Material to process –
□ □ □ □

//! CLI `reset` command: empty every table after user confirmation.

use anyhow::{bail, Result};
use std::io::Write;

use checkpoint::{Checkpoint, CheckpointConfig, CyclePolicy};

/// Empty every table of the configured database.
pub async fn reset(config: &CheckpointConfig, skip_confirmation: bool) -> Result<()> {
    let db_path = config.resolved_db_path();

    if !skip_confirmation {
        println!("WARNING: This will permanently delete ALL rows from every table.");
        println!("Database: {}", db_path.display());
        print!("\nType YES to confirm: ");
        std::io::stdout().flush()?;

        let mut input = String::new();
        std::io::stdin().read_line(&mut input)?;

        if input.trim() != "YES" {
            bail!("reset cancelled");
        }
    }

    let mut conn = super::open_connection(config)?;
    let checkpoint = Checkpoint::new(config.reset.clone());
    checkpoint.reset(&mut conn).await?;

    let plan = checkpoint.plan();
    let deleted = plan.map(|p| p.deleted.len()).unwrap_or(0);
    println!("Deleted all rows from {deleted} tables. Database reset complete.");

    if config.reset.cycle_policy == CyclePolicy::Exclude {
        for group in plan.into_iter().flat_map(|p| &p.deletion.cycles) {
            let names: Vec<String> = group.tables.iter().map(ToString::to_string).collect();
            println!("Skipped cyclic tables: {}", names.join(", "));
        }
        for p in plan.into_iter().filter(|p| !p.deletion.cycle_parents.is_empty()) {
            let names: Vec<String> = p.deletion.cycle_parents.iter().map(ToString::to_string).collect();
            println!("Skipped tables they reference: {}", names.join(", "));
        }
    }
    Ok(())
}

□ □ □ □

Work instruction – The full listing above should be returned exactly as supplied.

Answer to this problem –
//! CLI `reset` command: empty every table after user confirmation.

use anyhow::{bail, Result};
use std::io::Write;

use checkpoint::{Checkpoint, CheckpointConfig, CyclePolicy};

/// Empty every table of the configured database.
pub async fn reset(config: &CheckpointConfig, skip_confirmation: bool) -> Result<()> {
    let db_path = config.resolved_db_path();

    if !skip_confirmation {
        println!("WARNING: This will permanently delete ALL rows from every table.");
        println!("Database: {}", db_path.display());
        print!("\nType YES to confirm: ");
        std::io::stdout().flush()?;

        let mut input = String::new();
        std::io::stdin().read_line(&mut input)?;

        if input.trim() != "YES" {
            bail!("reset cancelled");
        }
    }

    let mut conn = super::open_connection(config)?;
    let checkpoint = Checkpoint::new(config.reset.clone());
    checkpoint.reset(&mut conn).await?;

    let plan = checkpoint.plan();
    let deleted = plan.map(|p| p.deleted.len()).unwrap_or(0);
    println!("Deleted all rows from {deleted} tables. Database reset complete.");

    if config.reset.cycle_policy == CyclePolicy::Exclude {
        for group in plan.into_iter().flat_map(|p| &p.deletion.cycles) {
            let names: Vec<String> = group.tables.iter().map(ToString::to_string).collect();
            println!("Skipped cyclic tables: {}", names.join(", "));
        }
        for p in plan.into_iter().filter(|p| !p.deletion.cycle_parents.is_empty()) {
            let names: Vec<String> = p.deletion.cycle_parents.iter().map(ToString::to_string).collect();
            println!("Skipped tables they reference: {}", names.join(", "));
        }
    }
    Ok(())
}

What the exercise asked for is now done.